**Action item**
This exercise needs the complete data reproduced exactly.

**Recorded information**
══════════════════════════════

//! Source ecosystem identifiers to OSV ecosystem names.
//!
//! The [`EcosystemTable`] is plain data: it is built once from the defaults
//! (optionally overridden by the `[ecosystems]` config section) and handed to
//! each converter.

use std::collections::{BTreeMap, BTreeSet};

use serde::{Deserialize, Serialize};

use crate::error::{ConvertError, Result};
use crate::model::RangeType;

use super::SourceFormat;

const REDHAT_CPE_PREFIXES: [&str; 2] = ["cpe:/a:redhat", "cpe:/o:redhat"];

#[derive(Debug, Clone, PartialEq, Eq, Serialize, Deserialize)]
#[serde(default)]
pub struct EcosystemTable {
    /// GHSA ecosystem enum value -> OSV ecosystem.
    pub ghsa: BTreeMap<String, String>,

    /// OSV ecosystems whose versions are SemVer.
    pub semver: BTreeSet<String>,

    /// Debian release codename -> release version.
    pub debian_releases: BTreeMap<String, String>,
}

impl Default for EcosystemTable {
    fn default() -> Self {
        let ghsa = [
            ("NPM", "npm"),
            ("GO", "Go"),
            ("MAVEN", "Maven"),
            ("PIP", "PyPI"),
            ("RUBYGEMS", "RubyGems"),
            ("NUGET", "NuGet"),
            ("COMPOSER", "Packagist"),
            ("RUST", "crates.io"),
            ("PUB", "Pub"),
            ("ERLANG", "Hex"),
            ("ACTIONS", "GitHub Actions"),
            ("SWIFT", "SwiftURL"),
        ];

        let debian_releases = [
            ("buzz", "1.1"),
            ("rex", "1.2"),
            ("bo", "1.3"),
            ("hamm", "2.0"),
            ("slink", "2.1"),
            ("potato", "2.2"),
            ("woody", "3.0"),
            ("sarge", "3.1"),
            ("etch", "4.0"),
            ("lenny", "5.0"),
            ("squeeze", "6.0"),
            ("wheezy", "7"),
            ("jessie", "8"),
            ("stretch", "9"),
            ("buster", "10"),
            ("bullseye", "11"),
            ("bookworm", "12"),
            ("trixie", "13"),
            ("forky", "14"),
            ("sid", "unstable"),
        ];

        Self {
            ghsa: to_map(&ghsa),
            semver: ["npm", "Go"].iter().map(|s| s.to_string()).collect(),
            debian_releases: to_map(&debian_releases),
        }
    }
}

fn to_map(pairs: &[(&str, &str)]) -> BTreeMap<String, String> {
    pairs
        .iter()
        .map(|(k, v)| (k.to_string(), v.to_string()))
        .collect()
}

impl EcosystemTable {
    /// Maps a GHSA ecosystem (e.g. `PIP`) to its OSV name (`PyPI`).
    pub fn ghsa_ecosystem(&self, value: &str) -> Result<&str> {
        self.ghsa
            .get(value)
            .map(String::as_str)
            .ok_or_else(|| ConvertError::UnmappedEcosystem {
                format: SourceFormat::Ghsa,
                value: value.to_string(),
            })
    }

    /// Maps a Debian codename (e.g. `buster`) to `Debian:10`.
    pub fn debian_ecosystem(&self, codename: &str) -> Result<String> {
        self.debian_release(codename)
            .map(|version| format!("Debian:{}", version))
    }

    pub fn debian_release(&self, codename: &str) -> Result<&str> {
        self.debian_releases
            .get(codename)
            .map(String::as_str)
            .ok_or_else(|| ConvertError::UnmappedEcosystem {
                format: SourceFormat::Debian,
                value: codename.to_string(),
            })
    }

    pub fn range_type(&self, ecosystem: &str) -> RangeType {
        if self.semver.contains(ecosystem) {
            RangeType::Semver
        } else {
            RangeType::Ecosystem
        }
    }
}

/// Rewrites a Red Hat CPE into an OSV ecosystem.
///
/// `cpe:/o:redhat:rhel_eus:8.10::baseos` becomes
/// `Red Hat:rhel_eus:8.10::baseos`.
pub fn redhat_ecosystem(cpe: &str) -> Result<String> {
    REDHAT_CPE_PREFIXES
        .iter()
        .find_map(|prefix| cpe.strip_prefix(prefix))
        .map(|rest| format!("Red Hat{}", rest))
        .ok_or_else(|| ConvertError::UnmappedEcosystem {
            format: SourceFormat::RedHat,
            value: cpe.to_string(),
        })
}

/// Normalizes a package name for its ecosystem.
///
/// Only PyPI needs it (PEP 503): lowercase, and every run of `-`, `_`, `.`
/// collapses to a single `-`.
pub fn normalize_name(ecosystem: &str, name: &str) -> String {
    if ecosystem != "PyPI" {
        return name.to_string();
    }

    let mut normalized = String::with_capacity(name.len());
    let mut in_separator = false;
    for c in name.chars() {
        if matches!(c, '-' | '_' | '.') {
            if !in_separator {
                normalized.push('-');
            }
            in_separator = true;
        } else {
            normalized.extend(c.to_lowercase());
            in_separator = false;
        }
    }
    normalized
}

#[cfg(test)]
mod tests {
    use super::*;

    #[test]
    fn test_ghsa_ecosystems() {
        let table = EcosystemTable::default();
        assert_eq!(table.ghsa_ecosystem("NPM").unwrap(), "npm");
        assert_eq!(table.ghsa_ecosystem("PIP").unwrap(), "PyPI");
        assert_eq!(table.ghsa_ecosystem("COMPOSER").unwrap(), "Packagist");
        assert_eq!(table.ghsa_ecosystem("RUST").unwrap(), "crates.io");
    }

    #[test]
    fn test_unknown_ghsa_ecosystem_fails() {
        let table = EcosystemTable::default();
        let err = table.ghsa_ecosystem("npm").unwrap_err();
        assert!(matches!(
            err,
            ConvertError::UnmappedEcosystem { format: SourceFormat::Ghsa, ref value } if value == "npm"
        ));
    }

    #[test]
    fn test_range_type() {
        let table = EcosystemTable::default();
        assert_eq!(table.range_type("npm"), RangeType::Semver);
        assert_eq!(table.range_type("Go"), RangeType::Semver);
        assert_eq!(table.range_type("PyPI"), RangeType::Ecosystem);
        assert_eq!(table.range_type("Maven"), RangeType::Ecosystem);
    }

    #[test]
    fn test_debian_ecosystem() {
        let table = EcosystemTable::default();
        assert_eq!(table.debian_ecosystem("buster").unwrap(), "Debian:10");
        assert_eq!(table.debian_ecosystem("sid").unwrap(), "Debian:unstable");
        assert!(table.debian_ecosystem("hurd").is_err());
    }

    #[test]
    fn test_redhat_ecosystem() {
        assert_eq!(
            redhat_ecosystem("cpe:/o:redhat:rhel_eus:8.10::baseos").unwrap(),
            "Red Hat:rhel_eus:8.10::baseos"
        );
        assert_eq!(
            redhat_ecosystem("cpe:/a:redhat:enterprise_linux:8::crb").unwrap(),
            "Red Hat:enterprise_linux:8::crb"
        );
        assert!(matches!(
            redhat_ecosystem("cpe:/a:suse:sles:15").unwrap_err(),
            ConvertError::UnmappedEcosystem { format: SourceFormat::RedHat, .. }
        ));
    }

    #[test]
    fn test_normalize_pypi_names() {
        assert_eq!(normalize_name("PyPI", "Django_REST"), "django-rest");
        assert_eq!(normalize_name("PyPI", "zope.interface"), "zope-interface");
        assert_eq!(normalize_name("PyPI", "Foo.-_Bar"), "foo-bar");
        assert_eq!(normalize_name("PyPI", "requests"), "requests");
    }

    #[test]
    fn test_other_ecosystems_pass_names_through() {
        assert_eq!(normalize_name("Maven", "org.Apache_Foo"), "org.Apache_Foo");
        assert_eq!(normalize_name("npm", "@Scope/Pkg"), "@Scope/Pkg");
    }
}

══════════════════════════════

**Answer space**
//! Source ecosystem identifiers to OSV ecosystem names.
//!
//! The [`EcosystemTable`] is plain data: it is built once from the defaults
//! (optionally overridden by the `[ecosystems]` config section) and handed to
//! each converter.

use std::collections::{BTreeMap, BTreeSet};

use serde::{Deserialize, Serialize};

use crate::error::{ConvertError, Result};
use crate::model::RangeType;

use super::SourceFormat;

const REDHAT_CPE_PREFIXES: [&str; 2] = ["cpe:/a:redhat", "cpe:/o:redhat"];

#[derive(Debug, Clone, PartialEq, Eq, Serialize, Deserialize)]
#[serde(default)]
pub struct EcosystemTable {
    /// GHSA ecosystem enum value -> OSV ecosystem.
    pub ghsa: BTreeMap<String, String>,

    /// OSV ecosystems whose versions are SemVer.
    pub semver: BTreeSet<String>,

    /// Debian release codename -> release version.
    pub debian_releases: BTreeMap<String, String>,
}

impl Default for EcosystemTable {
    fn default() -> Self {
        let ghsa = [
            ("NPM", "npm"),
            ("GO", "Go"),
            ("MAVEN", "Maven"),
            ("PIP", "PyPI"),
            ("RUBYGEMS", "RubyGems"),
            ("NUGET", "NuGet"),
            ("COMPOSER", "Packagist"),
            ("RUST", "crates.io"),
            ("PUB", "Pub"),
            ("ERLANG", "Hex"),
            ("ACTIONS", "GitHub Actions"),
            ("SWIFT", "SwiftURL"),
        ];

        let debian_releases = [
            ("buzz", "1.1"),
            ("rex", "1.2"),
            ("bo", "1.3"),
            ("hamm", "2.0"),
            ("slink", "2.1"),
            ("potato", "2.2"),
            ("woody", "3.0"),
            ("sarge", "3.1"),
            ("etch", "4.0"),
            ("lenny", "5.0"),
            ("squeeze", "6.0"),
            ("wheezy", "7"),
            ("jessie", "8"),
            ("stretch", "9"),
            ("buster", "10"),
            ("bullseye", "11"),
            ("bookworm", "12"),
            ("trixie", "13"),
            ("forky", "14"),
            ("sid", "unstable"),
        ];

        Self {
            ghsa: to_map(&ghsa),
            semver: ["npm", "Go"].iter().map(|s| s.to_string()).collect(),
            debian_releases: to_map(&debian_releases),
        }
    }
}

fn to_map(pairs: &[(&str, &str)]) -> BTreeMap<String, String> {
    pairs
        .iter()
        .map(|(k, v)| (k.to_string(), v.to_string()))
        .collect()
}

impl EcosystemTable {
    /// Maps a GHSA ecosystem (e.g. `PIP`) to its OSV name (`PyPI`).
    pub fn ghsa_ecosystem(&self, value: &str) -> Result<&str> {
        self.ghsa
            .get(value)
            .map(String::as_str)
            .ok_or_else(|| ConvertError::UnmappedEcosystem {
                format: SourceFormat::Ghsa,
                value: value.to_string(),
            })
    }

    /// Maps a Debian codename (e.g. `buster`) to `Debian:10`.
    pub fn debian_ecosystem(&self, codename: &str) -> Result<String> {
        self.debian_release(codename)
            .map(|version| format!("Debian:{}", version))
    }

    pub fn debian_release(&self, codename: &str) -> Result<&str> {
        self.debian_releases
            .get(codename)
            .map(String::as_str)
            .ok_or_else(|| ConvertError::UnmappedEcosystem {
                format: SourceFormat::Debian,
                value: codename.to_string(),
            })
    }

    pub fn range_type(&self, ecosystem: &str) -> RangeType {
        if self.semver.contains(ecosystem) {
            RangeType::Semver
        } else {
            RangeType::Ecosystem
        }
    }
}

/// Rewrites a Red Hat CPE into an OSV ecosystem.
///
/// `cpe:/o:redhat:rhel_eus:8.10::baseos` becomes
/// `Red Hat:rhel_eus:8.10::baseos`.
pub fn redhat_ecosystem(cpe: &str) -> Result<String> {
    REDHAT_CPE_PREFIXES
        .iter()
        .find_map(|prefix| cpe.strip_prefix(prefix))
        .map(|rest| format!("Red Hat{}", rest))
        .ok_or_else(|| ConvertError::UnmappedEcosystem {
            format: SourceFormat::RedHat,
            value: cpe.to_string(),
        })
}

/// Normalizes a package name for its ecosystem.
///
/// Only PyPI needs it (PEP 503): lowercase, and every run of `-`, `_`, `.`
/// collapses to a single `-`.
pub fn normalize_name(ecosystem: &str, name: &str) -> String {
    if ecosystem != "PyPI" {
        return name.to_string();
    }

    let mut normalized = String::with_capacity(name.len());
    let mut in_separator = false;
    for c in name.chars() {
        if matches!(c, '-' | '_' | '.') {
            if !in_separator {
                normalized.push('-');
            }
            in_separator = true;
        } else {
            normalized.extend(c.to_lowercase());
            in_separator = false;
        }
    }
    normalized
}

#[cfg(test)]
mod tests {
    use super::*;

    #[test]
    fn test_ghsa_ecosystems() {
        let table = EcosystemTable::default();
        assert_eq!(table.ghsa_ecosystem("NPM").unwrap(), "npm");
        assert_eq!(table.ghsa_ecosystem("PIP").unwrap(), "PyPI");
        assert_eq!(table.ghsa_ecosystem("COMPOSER").unwrap(), "Packagist");
        assert_eq!(table.ghsa_ecosystem("RUST").unwrap(), "crates.io");
    }

    #[test]
    fn test_unknown_ghsa_ecosystem_fails() {
        let table = EcosystemTable::default();
        let err = table.ghsa_ecosystem("npm").unwrap_err();
        assert!(matches!(
            err,
            ConvertError::UnmappedEcosystem { format: SourceFormat::Ghsa, ref value } if value == "npm"
        ));
    }

    #[test]
    fn test_range_type() {
        let table = EcosystemTable::default();
        assert_eq!(table.range_type("npm"), RangeType::Semver);
        assert_eq!(table.range_type("Go"), RangeType::Semver);
        assert_eq!(table.range_type("PyPI"), RangeType::Ecosystem);
        assert_eq!(table.range_type("Maven"), RangeType::Ecosystem);
    }

    #[test]
    fn test_debian_ecosystem() {
        let table = EcosystemTable::default();
        assert_eq!(table.debian_ecosystem("buster").unwrap(), "Debian:10");
        assert_eq!(table.debian_ecosystem("sid").unwrap(), "Debian:unstable");
        assert!(table.debian_ecosystem("hurd").is_err());
    }

    #[test]
    fn test_redhat_ecosystem() {
        assert_eq!(
            redhat_ecosystem("cpe:/o:redhat:rhel_eus:8.10::baseos").unwrap(),
            "Red Hat:rhel_eus:8.10::baseos"
        );
        assert_eq!(
            redhat_ecosystem("cpe:/a:redhat:enterprise_linux:8::crb").unwrap(),
            "Red Hat:enterprise_linux:8::crb"
        );
        assert!(matches!(
            redhat_ecosystem("cpe:/a:suse:sles:15").unwrap_err(),
            ConvertError::UnmappedEcosystem { format: SourceFormat::RedHat, .. }
        ));
    }

    #[test]
    fn test_normalize_pypi_names() {
        assert_eq!(normalize_name("PyPI", "Django_REST"), "django-rest");
        assert_eq!(normalize_name("PyPI", "zope.interface"), "zope-interface");
        assert_eq!(normalize_name("PyPI", "Foo.-_Bar"), "foo-bar");
        assert_eq!(normalize_name("PyPI", "requests"), "requests");
    }

    #[test]
    fn test_other_ecosystems_pass_names_through() {
        assert_eq!(normalize_name("Maven", "org.Apache_Foo"), "org.Apache_Foo");
        assert_eq!(normalize_name("npm", "@Scope/Pkg"), "@Scope/Pkg");
    }
}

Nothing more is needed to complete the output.